To quote you from your reading thread: So now to the question of lunacy in art. In short, how does one tell? It isn't enough or even essential, that something "makes no sense", because nonsense exists as a playful genre on its own. Seems to me that mad art is whatever is produced by mad people, and nothing else. (As for the question of how one can tell mad people from the non-mad, always... hell if I know.)

As I was saying earlier, I don't find some of the works mentioned above "strange" - because though they might be uncommon or unusual, maybe even revolting or unsettling, it's generally clear that they're the products of rational if imaginative and exploratory minds. Macunaima (the movie at any rate) is, on the other hand, an excellent candidate for "lunacy in art", because it makes even Surrealism look over-elaborate, like so much clever trivia.

26Existanai
mayo 9, 2011, 11:30 pm

Benwaugh has a copy of the book so he might be able to illuminate us on the differences between the book and the film, if he has seen the latter.

27LolaWalser
mayo 9, 2011, 11:53 pm

It was a perfectly insignificant huh, a huh of nothing. I don't recall having heard of Macunaima before.

Anyway, according to my litmus test, it's not lunatic unless the author was certified.

28Existanai
mayo 10, 2011, 12:15 am

Ah, I thought the trailer made you go huh. I had a similar reaction to the entire movie. Still worth watching.

29tomcatMurr
mayo 10, 2011, 8:34 am

Gothic is fab. It was all downhill for Ken Russell after that movie. Perhaps it was the Curse.......

30LolaWalser
mayo 10, 2011, 11:01 am

What?
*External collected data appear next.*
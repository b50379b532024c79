pub mod icons;
pub mod output;
pub mod progress;
pub mod table;
pub mod theme;

pub use icons::Icons;
pub use output::{
    dim, error, header, info, path, reconcile_report, section, source_added, source_failed, source_removed,
    source_skipped, source_unchanged, source_updated, status, success, summary_row, timing, warn,
};
pub use progress::Spinner;
pub use table::{sources_table, stats_table, SourceRow, TableBuilder};
pub use theme::{theme, Theme};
You don't mean... that Scottish play?

31Makifat
Editado: mayo 10, 2011, 11:25 am

One of my favorite bedtime reads in times past has been Strindberg's Inferno/From an Occult Diary, wherein the dramatist obsesses over alchemy whilst enduring, and detailing, the psychic sexual attacks of his ex-wife. A delightful travelogue through a deranged mind.

32Makifat
Editado: mayo 10, 2011, 11:27 am

Touchstone all fucked up.

33LolaWalser
mayo 10, 2011, 11:36 am

Oh yes. Now Strindberg presents an interesting conundrum--an occasionally mad sane man, or vice versa? I'd bet on the vv. Mad, mad as a hatter.
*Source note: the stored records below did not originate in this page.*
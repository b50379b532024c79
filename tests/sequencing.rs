use datagraph::lexicon::{dv, sql};
use datagraph::model::{Connection, DomainKind, Model, Statement, Vdb};
use datagraph::sequencer::ast::LanguageObject;
use datagraph::{Error, GraphStore, NodePath, Sequencer, TypeRegistry, WorkspaceManager};

const ORDERS_BY_CUSTOMER: &str = r#"{
    "node": "query",
    "select": { "distinct": true, "symbols": [
        { "node": "elementSymbol", "name": "c.name", "typeName": "varchar" },
        { "node": "aliasSymbol", "name": "total",
          "symbol": { "node": "aggregateSymbol", "name": "SUM",
                      "args": [ { "node": "elementSymbol", "name": "o.amount", "typeName": "decimal" } ] } }
    ]},
    "from": { "clauses": [
        { "node": "joinPredicate", "joinType": "LEFT_OUTER",
          "left": { "node": "unaryFromClause", "group": { "name": "customers", "definition": "c" } },
          "right": { "node": "unaryFromClause", "group": { "name": "orders", "definition": "o" } },
          "criteria": [
            { "node": "compareCriteria", "operator": "=",
              "left": { "node": "elementSymbol", "name": "c.id" },
              "right": { "node": "elementSymbol", "name": "o.customer_id" } }
          ] }
    ]},
    "criteria": {
        "node": "compoundCriteria", "operator": "AND",
        "criteria": [
            { "node": "isNullCriteria", "negated": true, "expression": { "node": "elementSymbol", "name": "o.shipped" } },
            { "node": "betweenCriteria",
              "expression": { "node": "elementSymbol", "name": "o.amount" },
              "lower": { "node": "constant", "value": 10, "typeName": "integer" },
              "upper": { "node": "constant", "value": 500, "typeName": "integer" } }
        ]
    },
    "groupBy": { "symbols": [ { "node": "elementSymbol", "name": "c.name" } ] },
    "orderBy": { "items": [ { "symbol": { "node": "elementSymbol", "name": "total" }, "ascending": false } ] },
    "limit": { "rowLimit": { "node": "constant", "value": 20, "typeName": "integer" } }
}"#;

const PORTFOLIO_VDB: &str = r#"{
    "node": "vdb",
    "name": "Portfolio",
    "version": 1,
    "description": "accounts and holdings",
    "properties": { "UseConnectorMetadata": "true" },
    "models": [
        { "name": "Accounts", "metadataType": "DDL",
          "definition": "CREATE FOREIGN TABLE account (id integer);",
          "sources": [ { "name": "pg1", "translator": "postgresql", "jndiName": "java:/pg1" } ] },
        { "name": "Views", "modelType": "VIRTUAL", "visible": false }
    ]
}"#;

fn sequence(text: &str) -> (GraphStore, NodePath) {
    let store = GraphStore::open_temporary().unwrap();
    let workspace = WorkspaceManager::default();
    let mut uow = store.begin("sequence").unwrap();
    let parent = workspace.statements_folder(&mut uow).unwrap();
    let root = Sequencer::default()
        .sequence(&mut uow, text, &parent)
        .into_result()
        .unwrap()
        .0
        .unwrap();
    uow.commit().unwrap();
    (store, root)
}

#[test]
fn test_sequencing_is_deterministic() {
    let sequencer = Sequencer::default();
    let store = GraphStore::open_temporary().unwrap();
    let mut uow = store.begin("determinism").unwrap();
    let first = uow.create_node(&NodePath::root(), "first", "nt:folder").unwrap();
    let second = uow.create_node(&NodePath::root(), "second", "nt:folder").unwrap();

    let a = sequencer.sequence(&mut uow, ORDERS_BY_CUSTOMER, &first).into_result().unwrap();
    let b = sequencer.sequence(&mut uow, ORDERS_BY_CUSTOMER, &second).into_result().unwrap();
    assert_eq!(a.1, Vec::new());

    let snap_a = uow.snapshot(&a.0.unwrap()).unwrap();
    let snap_b = uow.snapshot(&b.0.unwrap()).unwrap();
    assert_eq!(snap_a, snap_b);
    assert!(snap_a.node_count() > 20);
    assert_eq!(
        serde_json::to_string(&snap_a).unwrap(),
        serde_json::to_string(&snap_b).unwrap()
    );
}

#[test]
fn test_clause_order_follows_source() {
    let (store, root) = sequence(ORDERS_BY_CUSTOMER);
    let mut uow = store.begin("read").unwrap();
    let snap = uow.snapshot(&root).unwrap();
    let names: Vec<&str> = snap.children.iter().map(|c| c.name.as_str()).collect();
    assert_eq!(
        names,
        vec!["sql:select", "sql:from", "sql:criteria", "sql:groupBy", "sql:orderBy", "sql:limit"]
    );

    let symbols = &snap.child("sql:select").unwrap().children;
    assert_eq!(symbols[0].name, "sql:symbols");
    assert_eq!(symbols[1].name, "sql:symbols[2]");
    assert_eq!(symbols[1].node_type, sql::ALIAS_SYMBOL);
}

#[test]
fn test_sequenced_root_resolves_as_statement() {
    let (store, root) = sequence(ORDERS_BY_CUSTOMER);
    let registry = TypeRegistry::standard();
    let workspace = WorkspaceManager::default();
    let mut uow = store.begin("resolve").unwrap();

    let obj = registry.resolve(&mut uow, &root).unwrap().unwrap();
    assert_eq!(obj.kind(), DomainKind::Statement);
    let statement = registry.resolve_as::<Statement>(&mut uow, &root).unwrap();
    assert_eq!(statement.command_type(&mut uow).unwrap(), sql::QUERY);
    assert_eq!(workspace.statements(&mut uow).unwrap(), vec![statement]);

    // resolver soundness: never constructed over a foreign discriminator
    let err = registry.resolve_as::<Connection>(&mut uow, &root).unwrap_err();
    assert!(matches!(err, Error::TypeMismatch { ref actual, .. } if actual == sql::QUERY));

    // clause nodes belong to no domain variant
    let select = root.child("sql:select").unwrap();
    assert!(registry.resolve(&mut uow, &select).unwrap().is_none());
    assert!(!uow.has_changes());
}

#[test]
fn test_vdb_document_resolves_through_facades() {
    let store = GraphStore::open_temporary().unwrap();
    let workspace = WorkspaceManager::default();
    let sequencer = Sequencer::default();
    let mut uow = store.begin("vdb").unwrap();

    let tree = sequencer.parse(PORTFOLIO_VDB).unwrap();
    assert!(matches!(tree, LanguageObject::Vdb(_)));
    let folder = workspace.vdbs_folder(&mut uow).unwrap();
    let root = sequencer.sequence_tree(&mut uow, &tree, &folder).root.unwrap();
    uow.commit().unwrap();

    let mut uow = store.begin("read").unwrap();
    let vdb = workspace.registry().resolve_as::<Vdb>(&mut uow, &root).unwrap();
    assert_eq!(vdb.version(&mut uow).unwrap(), Some(1));
    assert_eq!(vdb.property(&mut uow, "UseConnectorMetadata").unwrap().as_deref(), Some("true"));

    let models: Vec<Model> = vdb.models(&mut uow).unwrap();
    assert_eq!(models.iter().map(|m| m.name()).collect::<Vec<_>>(), vec!["Accounts", "Views"]);
    assert_eq!(models[1].model_type(&mut uow).unwrap().as_deref(), Some("VIRTUAL"));
    assert!(!models[1].visible(&mut uow).unwrap());
    assert!(models[0].definition(&mut uow).unwrap().unwrap().starts_with("CREATE FOREIGN TABLE"));

    let sources = models[0].sources(&mut uow).unwrap();
    assert_eq!(sources.len(), 1);
    assert_eq!(sources[0].jndi_name(&mut uow).unwrap().as_deref(), Some("java:/pg1"));
}

#[test]
fn test_failed_sequencing_rolls_back_cleanly() {
    let store = GraphStore::open_temporary().unwrap();
    let mut uow = store.begin_write("bad").unwrap();
    // the first select symbol is written before the uneven CASE is reached
    let half_valid = r#"{
        "node": "query",
        "select": { "symbols": [
            { "node": "elementSymbol", "name": "a", "typeName": "varchar" },
            { "node": "searchedCase",
              "when": [ { "node": "isNullCriteria", "expression": { "node": "elementSymbol", "name": "a" } } ],
              "then": [] }
        ]}
    }"#;
    let outcome = Sequencer::default().sequence(&mut uow, half_valid, &NodePath::root());
    assert!(matches!(outcome.error, Some(Error::Sequencing(_))));

    let query = outcome.root.unwrap();
    assert_eq!(uow.node_type(&query).unwrap().as_deref(), Some(sql::QUERY));
    let select = uow.children(&query).unwrap().remove(0);
    assert_eq!(uow.children(&select).unwrap().len(), 1);
    assert!(uow.has_changes());
    uow.rollback().unwrap();

    let mut uow = store.begin("check").unwrap();
    assert!(uow.children(&NodePath::root()).unwrap().is_empty());
    assert_eq!(store.stats().unwrap().nodes, 1);
}

#[test]
fn test_statement_under_connection_schema() {
    let store = GraphStore::open_temporary().unwrap();
    let workspace = WorkspaceManager::default();
    let mut uow = store.begin("schema").unwrap();
    let connection = workspace
        .create_connection(&mut uow, &datagraph::ExternalSource::new("pg1", "postgresql"))
        .unwrap();
    let schema = connection.ensure_schema(&mut uow).unwrap();
    Sequencer::default()
        .sequence(&mut uow, ORDERS_BY_CUSTOMER, schema.path())
        .into_result()
        .unwrap();

    let statements = schema.statements(&mut uow).unwrap();
    assert_eq!(statements.len(), 1);
    assert_eq!(statements[0].path().parent().unwrap().name(), dv::SCHEMA_NODE);
}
I can't recall--where is "From an occult diary" from--his diaries? Because you may want to find his Blue Book (it's several volumes originally, not sure how it's been published in English), pretty much the compendium of all his lunacies, alchemical, philosophical, sexual, political.

34Makifat
mayo 10, 2011, 11:41 am

Well, that's what happens when you fiddle around with quicksilver. ;)

35LolaWalser
Editado: mayo 10, 2011, 11:57 am

The red room (the very first work by him I read, a semi-autobiographical tale of a group of young bohemian friends--painter, journalist, writer... struggling to make it with/without selling out) and Black banners (Schwarze Fahnen) (good god, I remember almost nothing of it--decadence, everything going to hell, end of times?)

Red black blue

Posting just for the touchstones.

Plaidoyer d'un fou (what's the English version?) shows that sometimes he KNEW he was mad. That one is all marital troubles and sexual obsessions. Another one for your bedside, Mak!